[Twisted-web] Preventing XSS when using Nevow's vhost functionality

David Reid dreid at dreid.org
Wed Oct 19 17:07:58 MDT 2005


On Oct 19, 2005, at 2:48 PM, David Remahl wrote:
> The attacker makes the victim go to this URL:
>     http://goody.com/vhost/http/evil.net/pageWithAttackJS.html
> which gets rewritten (by the reverse proxy) to:
>     http://internalserver:1234/vhost/http/goody.com/vhost/http/ 
> evil.net/pageWithAttackJS.html
>
> The web server looks up the vhost child of the root resource which  
> consumes the next two components. It sets the host to goody.com, as  
> it should be and passes control back to the root resource. The  
> remaining URI at this point is:
>     http://goody.com/vhost/http/evil.net/pageWithAttackJS.html
>
> This once more invokes the vhost functionality, the following  
> results and is accessed:
>     http://evil.net/pageWithAttackJS.html

Your example is a little confusing.  VHostMonsterResource does expose  
applications using nevow.url to link hijacking.  So for your example  
to work /pageWithAttackJS.html would have to be on the target server,  
and generated links on that page would get rewritten as http:// 
evil.net/.  Potentially these generated links could include a  
<script> tag.

So now that everyone is on the same page, i've attached a proof of  
concept tac that better demonstrates the problem.  If you start the  
tac and go to it with http://localhost:8080/vhost/http/foo.bar/vhost/ 
http/google.com/ you should see the google logo loaded. if you do not  
include the final vhost call nothing should load.

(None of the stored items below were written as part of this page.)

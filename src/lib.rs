//! # Budget Pulse
//!
//! A library for tracking budgets against recurring pay cycles: cadence-aware
//! pacing, period reports and deterministic financial health insights.
//!
//! ## Core Concepts
//!
//! - **Cadence**: How often a budget resets (weekly, monthly, per paycheck, ...),
//!   anchored at a start date and repeating in both directions
//! - **Cycle Window**: The `[start, end)` cycle containing a reference date and how far
//!   through it that date is
//! - **Guardrails**: Green / Yellow / Red pacing of actual spend against the expected
//!   amount to date and the full allocation
//! - **Reports**: Week, month or 14-day summaries with category breakdowns, daily series,
//!   period-over-period trends and a cash burn projection
//! - **Insights**: A 1-10 health score with strengths, improvements, tips and goals,
//!   cached per user and month
//!
//! ## Example
//!
//! ```rust,ignore
//! use budget_pulse::*;
//! use chrono::NaiveDate;
//!
//! let mut budget = Budget::new(
//!     "Household",
//!     CadenceConfig::new(CadenceType::Weekly, NaiveDate::from_ymd_opt(2025, 1, 6).unwrap()),
//! );
//! budget.category_budgets.push(CategoryAllocation::new("Groceries", 140.0));
//! budget.transactions.push(Transaction::expense(
//!     "Groceries",
//!     50.0,
//!     NaiveDate::from_ymd_opt(2025, 1, 7),
//! ));
//!
//! let reference = NaiveDate::from_ymd_opt(2025, 1, 8).unwrap();
//! let analysis = BudgetAnalyzer::analyze(&[budget], ReportPeriod::Week, reference);
//! assert_eq!(analysis.pacing[0].report.categories["Groceries"].status, GuardrailStatus::Yellow);
//! ```

pub mod cache;
pub mod cadence;
pub mod error;
pub mod insights;
pub mod pacing;
pub mod reporting;
pub mod schema;
pub mod utils;

pub use cache::{
    dismissal_key, insight_key, InsightCache, InsightCacheConfig, InsightRecord, InsightResponse,
    InsightService, InsightStore, MemoryInsightStore,
};
pub use cadence::{nominal_cycle_days, resolve_cycle_window, CycleWindow, MAX_CYCLE_STEPS};
pub use error::{BudgetError, Result};
pub use insights::*;
pub use pacing::*;
pub use reporting::*;
pub use schema::*;
pub use utils::*;

use chrono::NaiveDate;
use log::{debug, info, warn};
use serde::{Deserialize, Serialize};

#[derive(Debug, Clone, Serialize, Deserialize)]
#[serde(rename_all = "camelCase")]
pub struct BudgetPacing {
    pub budget_id: String,
    pub budget_name: String,
    pub report: PacingReport,
}

/// Everything the dashboard needs for one reference date.
#[derive(Debug, Clone, Serialize, Deserialize)]
#[serde(rename_all = "camelCase")]
pub struct BudgetAnalysis {
    pub reference_date: NaiveDate,
    pub pacing: Vec<BudgetPacing>,
    pub report: ReportSummary,
    pub metrics: InsightMetrics,
    pub insights: InsightPayload,
}

pub struct BudgetAnalyzer;

impl BudgetAnalyzer {
    /// Parses a JSON array of budgets, coercing malformed amounts and dates.
    pub fn parse_budgets(json: &str) -> Result<Vec<Budget>> {
        let budgets: Vec<Budget> = serde_json::from_str(json)?;
        debug!("Parsed {} budgets from JSON", budgets.len());
        Ok(budgets)
    }

    /// Parses a caller-supplied reference date. Unlike transaction dates,
    /// an unparseable reference is an error.
    pub fn parse_reference_date(raw: &str) -> Result<NaiveDate> {
        parse_flexible_date(raw)
            .ok_or_else(|| BudgetError::DateError(format!("unrecognized reference date '{}'", raw)))
    }

    /// Strict cadence check across budgets. Analysis itself never requires it.
    pub fn validate(budgets: &[Budget]) -> Result<()> {
        for budget in budgets {
            budget.cadence.validate().map_err(|e| match e {
                BudgetError::InvalidCadence(msg) => {
                    BudgetError::InvalidCadence(format!("budget '{}': {}", budget.name, msg))
                }
                other => other,
            })?;
        }
        Ok(())
    }

    pub fn pacing(budgets: &[Budget], reference: NaiveDate) -> Vec<BudgetPacing> {
        budgets
            .iter()
            .map(|budget| {
                let report = compute_pacing(budget, reference);
                if report.window.is_fallback {
                    warn!(
                        "Budget '{}' pacing uses a single-day fallback window for {}",
                        budget.name, reference
                    );
                }
                BudgetPacing {
                    budget_id: budget.id.clone(),
                    budget_name: budget.name.clone(),
                    report,
                }
            })
            .collect()
    }

    /// Insight metrics over the transactions of every budget.
    pub fn metrics(budgets: &[Budget], reference: NaiveDate) -> InsightMetrics {
        let transactions: Vec<Transaction> = budgets
            .iter()
            .flat_map(|budget| budget.transactions.iter().cloned())
            .collect();
        InsightMetrics::from_transactions(&transactions, reference)
    }

    pub fn analyze(
        budgets: &[Budget],
        period: ReportPeriod,
        reference: NaiveDate,
    ) -> BudgetAnalysis {
        info!(
            "Analyzing {} budgets for {:?} period around {}",
            budgets.len(),
            period,
            reference
        );

        let pacing = Self::pacing(budgets, reference);
        let report = summarize_report(budgets, period, reference);
        let metrics = Self::metrics(budgets, reference);
        let insights = build_insights(&metrics);

        debug!(
            "Analysis complete: health score {} ({:?}), {} trend entries",
            insights.health_score,
            insights.health_band,
            report.trends.len()
        );

        BudgetAnalysis {
            reference_date: reference,
            pacing,
            report,
            metrics,
            insights,
        }
    }

    pub fn analyze_json(
        json: &str,
        period: ReportPeriod,
        reference: NaiveDate,
    ) -> Result<BudgetAnalysis> {
        let budgets = Self::parse_budgets(json)?;
        Ok(Self::analyze(&budgets, period, reference))
    }

    /// [`Self::analyze`] for the local calendar date.
    pub fn analyze_today(budgets: &[Budget], period: ReportPeriod) -> BudgetAnalysis {
        Self::analyze(budgets, period, today())
    }
}
use crate::schema::{Budget, Transaction};
use crate::utils::{
    add_days, add_months, category_label, days_between, first_day_of_month, last_day_of_month,
    safe_ratio,
};
use chrono::{Duration, NaiveDate, NaiveDateTime, NaiveTime};
use log::debug;
use schemars::JsonSchema;
use serde::{Deserialize, Serialize};
use std::collections::{BTreeMap, HashMap};

/// Length of the trailing window used for the `custom` period.
pub const CUSTOM_PERIOD_DAYS: i64 = 14;

const WEEK_PERIOD_DAYS: i64 = 7;

#[derive(Debug, Clone, Copy, PartialEq, Eq, Hash, Serialize, Deserialize, JsonSchema)]
#[serde(rename_all = "lowercase")]
pub enum ReportPeriod {
    #[schemars(description = "Trailing 7 days including the reference date")]
    Week,

    #[schemars(description = "Calendar month containing the reference date")]
    Month,

    #[schemars(description = "Trailing 14 days including the reference date")]
    Custom,
}

#[derive(Debug, Clone, PartialEq, Serialize, Deserialize)]
#[serde(rename_all = "camelCase")]
pub struct PeriodRange {
    pub period: ReportPeriod,
    pub start: NaiveDateTime,
    /// Inclusive; the last millisecond of the final day.
    pub end: NaiveDateTime,
    pub days: u32,
    pub label: String,
}

impl PeriodRange {
    fn new(period: ReportPeriod, first: NaiveDate, last: NaiveDate, label: String) -> Self {
        Self {
            period,
            start: start_of_day(first),
            end: end_of_day(last),
            days: (days_between(first, last) + 1).max(1) as u32,
            label,
        }
    }

    pub fn start_date(&self) -> NaiveDate {
        self.start.date()
    }

    pub fn end_date(&self) -> NaiveDate {
        self.end.date()
    }

    pub fn contains_date(&self, date: NaiveDate) -> bool {
        self.start_date() <= date && date <= self.end_date()
    }

    /// Every calendar day in the range, in order.
    pub fn dates(&self) -> impl Iterator<Item = NaiveDate> + '_ {
        self.start_date()
            .iter_days()
            .take_while(move |date| *date <= self.end_date())
    }
}

fn start_of_day(date: NaiveDate) -> NaiveDateTime {
    date.and_time(NaiveTime::MIN)
}

fn end_of_day(date: NaiveDate) -> NaiveDateTime {
    start_of_day(date) + Duration::milliseconds(86_399_999)
}

fn span_label(first: NaiveDate, last: NaiveDate) -> String {
    format!("{} - {}", first.format("%b %-d"), last.format("%b %-d, %Y"))
}

fn month_range(date: NaiveDate) -> PeriodRange {
    let first = first_day_of_month(date);
    PeriodRange::new(
        ReportPeriod::Month,
        first,
        last_day_of_month(date),
        first.format("%B %Y").to_string(),
    )
}

fn trailing_range(
    period: ReportPeriod,
    last: NaiveDate,
    days: i64,
    label: Option<String>,
) -> PeriodRange {
    let first = add_days(last, -(days - 1)).unwrap_or(last);
    let label = label.unwrap_or_else(|| span_label(first, last));
    PeriodRange::new(period, first, last, label)
}

pub fn get_period_range(period: ReportPeriod, reference: NaiveDate) -> PeriodRange {
    match period {
        ReportPeriod::Week => trailing_range(period, reference, WEEK_PERIOD_DAYS, None),
        ReportPeriod::Month => month_range(reference),
        ReportPeriod::Custom => trailing_range(
            period,
            reference,
            CUSTOM_PERIOD_DAYS,
            Some(format!("Last {} days", CUSTOM_PERIOD_DAYS)),
        ),
    }
}

/// The prior calendar month for monthly ranges, otherwise the window of equal
/// length ending the day before `range` starts.
pub fn get_previous_range(range: &PeriodRange) -> PeriodRange {
    match range.period {
        ReportPeriod::Month => {
            let previous = add_months(range.start_date(), -1).unwrap_or(range.start_date());
            month_range(previous)
        }
        ReportPeriod::Week | ReportPeriod::Custom => {
            let last = add_days(range.start_date(), -1).unwrap_or(range.start_date());
            trailing_range(range.period, last, i64::from(range.days), None)
        }
    }
}

/// Transactions dated inside `range`. Undated transactions have no day to be
/// bucketed into and are left out.
pub fn transactions_in_range<'a, I>(transactions: I, range: &PeriodRange) -> Vec<&'a Transaction>
where
    I: IntoIterator<Item = &'a Transaction>,
{
    transactions
        .into_iter()
        .filter(|t| t.date.is_some_and(|date| range.contains_date(date)))
        .collect()
}

#[derive(Debug, Clone, PartialEq, Serialize, Deserialize)]
#[serde(rename_all = "camelCase")]
pub struct CategoryBreakdownEntry {
    pub key: String,
    pub label: String,
    pub amount: f64,
    pub percent: f64,
}

/// Sums amounts per category, labelled with the first spelling seen, largest
/// first.
pub fn build_category_breakdown<'a, I>(transactions: I) -> Vec<CategoryBreakdownEntry>
where
    I: IntoIterator<Item = &'a Transaction>,
{
    let mut order: Vec<String> = Vec::new();
    let mut totals: HashMap<String, (String, f64)> = HashMap::new();

    for transaction in transactions {
        let key = transaction.category_key();
        let label = category_label(&transaction.category);
        match totals.get_mut(&key) {
            Some((_, amount)) => *amount += transaction.amount,
            None => {
                order.push(key.clone());
                totals.insert(key, (label, transaction.amount));
            }
        }
    }

    let total: f64 = totals.values().map(|(_, amount)| amount).sum();

    let mut entries: Vec<CategoryBreakdownEntry> = order
        .into_iter()
        .filter_map(|key| {
            totals.remove(&key).map(|(label, amount)| CategoryBreakdownEntry {
                percent: if total > 0.0 { safe_ratio(amount, total) * 100.0 } else { 0.0 },
                key,
                label,
                amount,
            })
        })
        .collect();

    entries.sort_by(|a, b| b.amount.total_cmp(&a.amount));
    entries
}

#[derive(Debug, Clone, PartialEq, Serialize, Deserialize)]
#[serde(rename_all = "camelCase")]
pub struct SeriesPoint {
    pub date: NaiveDate,
    pub label: String,
    pub income: f64,
    pub expense: f64,
}

fn series_label(period: ReportPeriod, date: NaiveDate) -> String {
    match period {
        ReportPeriod::Week => date.format("%a").to_string(),
        ReportPeriod::Month => date.format("%-d").to_string(),
        ReportPeriod::Custom => date.format("%b %-d").to_string(),
    }
}

/// One point per day of `range`, inclusive of both ends.
pub fn build_income_expense_series<'a, I>(transactions: I, range: &PeriodRange) -> Vec<SeriesPoint>
where
    I: IntoIterator<Item = &'a Transaction>,
{
    let mut by_day: HashMap<NaiveDate, (f64, f64)> = HashMap::new();
    for transaction in transactions_in_range(transactions, range) {
        if let Some(date) = transaction.date {
            let (income, expense) = by_day.entry(date).or_insert((0.0, 0.0));
            if transaction.is_income() {
                *income += transaction.amount;
            } else {
                *expense += transaction.amount;
            }
        }
    }

    range
        .dates()
        .map(|date| {
            let (income, expense) = by_day.get(&date).copied().unwrap_or((0.0, 0.0));
            SeriesPoint {
                date,
                label: series_label(range.period, date),
                income,
                expense,
            }
        })
        .collect()
}

#[derive(Debug, Clone, PartialEq, Serialize, Deserialize)]
#[serde(rename_all = "camelCase")]
pub struct TrendComparison {
    pub category: String,
    pub amount: f64,
    pub previous_amount: f64,
    pub change: f64,
    pub percent_change: f64,
}

fn percent_change(current: f64, previous: f64) -> f64 {
    if previous > 0.0 {
        (current - previous) / previous * 100.0
    } else if current > 0.0 {
        100.0
    } else {
        0.0
    }
}

/// Per-category expense change between `range` and `previous`. A category
/// with no previous spend reports a 100% increase.
pub fn calculate_trend_comparisons(
    transactions: &[Transaction],
    range: &PeriodRange,
    previous: &PeriodRange,
) -> Vec<TrendComparison> {
    let expenses = || transactions.iter().filter(|t| t.is_expense());
    let current = build_category_breakdown(transactions_in_range(expenses(), range));
    let prior = build_category_breakdown(transactions_in_range(expenses(), previous));

    let mut merged: BTreeMap<String, (String, f64, f64)> = BTreeMap::new();
    for entry in current {
        merged.insert(entry.key, (entry.label, entry.amount, 0.0));
    }
    for entry in prior {
        merged
            .entry(entry.key)
            .or_insert((entry.label, 0.0, 0.0))
            .2 = entry.amount;
    }

    let mut trends: Vec<TrendComparison> = merged
        .into_values()
        .map(|(category, amount, previous_amount)| TrendComparison {
            category,
            amount,
            previous_amount,
            change: amount - previous_amount,
            percent_change: percent_change(amount, previous_amount),
        })
        .filter(|trend| trend.percent_change.is_finite())
        .collect();

    trends.sort_by(|a, b| b.percent_change.abs().total_cmp(&a.percent_change.abs()));
    trends
}

#[derive(Debug, Clone, PartialEq, Serialize, Deserialize)]
#[serde(rename_all = "camelCase")]
pub struct CashBurnSummary {
    pub total_budgeted: f64,
    pub spent: f64,
    pub remaining: f64,
    pub avg_daily_spend: f64,
    /// `None` when nothing has been spent yet.
    pub projected_days_left: Option<f64>,
    pub progress: f64,
}

/// Burn rate of the month's expenses against every budget's allocations.
/// The daily average is taken over the days of `month_range` elapsed by
/// `reference` (at least one).
pub fn build_cash_burn_summary(
    budgets: &[Budget],
    transactions: &[Transaction],
    month_range: &PeriodRange,
    reference: NaiveDate,
) -> CashBurnSummary {
    let total_budgeted: f64 = budgets.iter().map(Budget::total_budgeted).sum();
    let expenses = transactions.iter().filter(|t| t.is_expense());
    let spent: f64 = transactions_in_range(expenses, month_range)
        .iter()
        .map(|t| t.amount)
        .sum();

    let remaining = (total_budgeted - spent).max(0.0);
    let elapsed_days = (days_between(month_range.start_date(), reference) + 1)
        .clamp(1, i64::from(month_range.days.max(1)));
    let avg_daily_spend = safe_ratio(spent, elapsed_days as f64);
    let projected_days_left = if avg_daily_spend > 0.0 {
        Some(remaining / avg_daily_spend)
    } else {
        None
    };
    let progress = if total_budgeted > 0.0 {
        safe_ratio(spent, total_budgeted).min(1.0)
    } else {
        0.0
    };

    CashBurnSummary {
        total_budgeted,
        spent,
        remaining,
        avg_daily_spend,
        projected_days_left,
        progress,
    }
}

#[derive(Debug, Clone, Serialize, Deserialize)]
#[serde(rename_all = "camelCase")]
pub struct ReportSummary {
    pub range: PeriodRange,
    pub previous_range: PeriodRange,
    pub total_income: f64,
    pub total_expenses: f64,
    pub balance: f64,
    pub transaction_count: usize,
    pub category_breakdown: Vec<CategoryBreakdownEntry>,
    pub series: Vec<SeriesPoint>,
    pub trends: Vec<TrendComparison>,
    pub cash_burn: CashBurnSummary,
}

/// Full report for `period` around `reference`, recomputed from every
/// budget's transactions.
pub fn summarize_report(
    budgets: &[Budget],
    period: ReportPeriod,
    reference: NaiveDate,
) -> ReportSummary {
    let transactions: Vec<Transaction> = budgets
        .iter()
        .flat_map(|budget| budget.transactions.iter().cloned())
        .collect();

    let range = get_period_range(period, reference);
    let previous_range = get_previous_range(&range);
    let in_range = transactions_in_range(&transactions, &range);

    let total_income: f64 = in_range.iter().filter(|t| t.is_income()).map(|t| t.amount).sum();
    let total_expenses: f64 = in_range.iter().filter(|t| t.is_expense()).map(|t| t.amount).sum();

    let category_breakdown =
        build_category_breakdown(in_range.iter().copied().filter(|t| t.is_expense()));
    let series = build_income_expense_series(&transactions, &range);
    let trends = calculate_trend_comparisons(&transactions, &range, &previous_range);

    let month = get_period_range(ReportPeriod::Month, reference);
    let cash_burn = build_cash_burn_summary(budgets, &transactions, &month, reference);

    debug!(
        "Report '{}' over {} budgets: {} transactions, income {:.2}, expenses {:.2}",
        range.label,
        budgets.len(),
        in_range.len(),
        total_income,
        total_expenses
    );

    ReportSummary {
        transaction_count: in_range.len(),
        range,
        previous_range,
        total_income,
        total_expenses,
        balance: total_income - total_expenses,
        category_breakdown,
        series,
        trends,
        cash_burn,
    }
}
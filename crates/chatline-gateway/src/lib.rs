pub mod connection;
pub mod dispatcher;
pub mod error;
pub mod fanout;
pub mod registry;
pub mod store;

pub use dispatcher::Dispatcher;
pub use error::GatewayError;
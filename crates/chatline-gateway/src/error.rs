use thiserror::Error;

/// Expected failures of channel operations. The display text is the reason
/// sent back to the client in an `error` event.
#[derive(Debug, Clone, PartialEq, Eq, Error)]
pub enum GatewayError {
    #[error("{0}")]
    NotFound(&'static str),

    #[error("{0}")]
    Forbidden(&'static str),

    #[error("{0}")]
    Validation(&'static str),
}

impl GatewayError {
    pub fn channel_not_found() -> Self {
        Self::NotFound("Channel not found")
    }

    pub fn no_permission() -> Self {
        Self::Forbidden("No permission")
    }
}
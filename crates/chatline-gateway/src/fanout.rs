//! Event delivery to dynamically resolved recipients.
//!
//! Recipients are computed from the channel store and connection registry
//! at the moment of each send, never from a cached subscriber list, so a
//! user removed from a channel stops receiving its events immediately.

use tracing::trace;

use chatline_directory::Directory;
use chatline_types::events::ServerEvent;
use chatline_types::models::{ChannelDetail, ChannelSummary, UserId};

use crate::registry::{ConnId, ConnectionRegistry};
use crate::store::{Channel, ChannelStore};

/// Read-only view over the core tables used to address events.
pub struct Fanout<'a> {
    store: &'a ChannelStore,
    registry: &'a ConnectionRegistry,
    directory: &'a Directory,
}

impl<'a> Fanout<'a> {
    pub fn new(store: &'a ChannelStore, registry: &'a ConnectionRegistry, directory: &'a Directory) -> Self {
        Self {
            store,
            registry,
            directory,
        }
    }

    /// Deliver to the current connection of every participant of a channel.
    /// Unknown channels reach nobody.
    pub fn to_channel(&self, channel_id: &str, event: ServerEvent) -> usize {
        match self.store.get_channel(channel_id) {
            Ok(channel) => self.to_users(channel.participants.iter().copied(), event),
            Err(_) => 0,
        }
    }

    /// Deliver to the current connection of each listed user.
    pub fn to_users<I>(&self, user_ids: I, event: ServerEvent) -> usize
    where
        I: IntoIterator<Item = UserId>,
    {
        let name = event.name();
        let delivered = user_ids
            .into_iter()
            .filter_map(|uid| self.registry.connection_of(uid))
            .filter(|&conn| self.registry.send(conn, event.clone()))
            .count();
        trace!("{} delivered to {} connections", name, delivered);
        delivered
    }

    /// No-op if the user has no bound connection.
    pub fn to_user(&self, user_id: UserId, event: ServerEvent) -> bool {
        self.registry
            .connection_of(user_id)
            .is_some_and(|conn| self.registry.send(conn, event))
    }

    pub fn to_connection(&self, conn_id: ConnId, event: ServerEvent) -> bool {
        self.registry.send(conn_id, event)
    }

    /// Deliver to every open connection, identified or not.
    pub fn global(&self, event: ServerEvent) -> usize {
        self.registry
            .connection_ids()
            .filter(|&conn| self.registry.send(conn, event.clone()))
            .count()
    }

    /// Broadcast the refreshed channel directory to everyone.
    pub fn channels_updated(&self) -> usize {
        self.global(ServerEvent::ChannelsUpdated(self.summaries(None)))
    }

    pub fn participants_updated(&self, channel_id: &str, participants: &[UserId]) -> usize {
        self.to_channel(
            channel_id,
            ServerEvent::ParticipantsUpdated {
                channel_id: channel_id.to_string(),
                participants: self.directory.resolve(participants.iter().copied()),
            },
        )
    }

    pub fn summaries(&self, filter_user_id: Option<UserId>) -> Vec<ChannelSummary> {
        self.store
            .list_channels(filter_user_id)
            .into_iter()
            .map(|ch| self.summary(ch))
            .collect()
    }

    pub fn summary(&self, channel: &Channel) -> ChannelSummary {
        ChannelSummary {
            id: channel.id.clone(),
            name: channel.name.clone(),
            creator_id: channel.creator_id,
            participants: self.directory.resolve(channel.participants.iter().copied()),
        }
    }

    pub fn detail(&self, channel: &Channel) -> ChannelDetail {
        ChannelDetail {
            id: channel.id.clone(),
            name: channel.name.clone(),
            creator_id: channel.creator_id,
            participants: self.directory.resolve(channel.participants.iter().copied()),
            messages: channel.messages.clone(),
        }
    }
}
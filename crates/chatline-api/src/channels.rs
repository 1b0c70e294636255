use axum::{
    Json,
    extract::{Path, Query, State},
};

use chatline_gateway::Dispatcher;
use chatline_types::api::ChannelQuery;
use chatline_types::models::{ChannelDetail, ChannelSummary};

use crate::error::{ApiError, ApiResult};

/// A missing, zero or non-numeric `userId` lists every channel.
pub async fn list_channels(
    State(dispatcher): State<Dispatcher>,
    Query(query): Query<ChannelQuery>,
) -> Json<Vec<ChannelSummary>> {
    Json(dispatcher.channel_summaries(query.filter()).await)
}

pub async fn get_channel(
    State(dispatcher): State<Dispatcher>,
    Path(id): Path<String>,
) -> ApiResult<Json<ChannelDetail>> {
    dispatcher
        .channel_detail(&id)
        .await
        .map(Json)
        .ok_or(ApiError::NotFound("Not found"))
}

So the problem is two fold, VHostMonsterResource is to trusting of  
the Host: header.  The solution to that is to use something like  
web2.vhost.VHostURIRewrite which sets the host:port for the request  
mangling at configuration time.   This might not be ideal in all  
enviroments if you have multiple hosts forwarding to the same  
application.

Another problem is that URL generation is to trusting of the context.  
Being able to easily generate links relative-to-root (rendering  
without the scheme and netloc portions) would also prevent this type  
of link hijacking.  (Though it would be potentially vulnerable to  
attacks from a sister application.)  But relative-to-root URL  
generation (as sane default) would negate the need for  
vhost.VHostMonsterResource in most cases.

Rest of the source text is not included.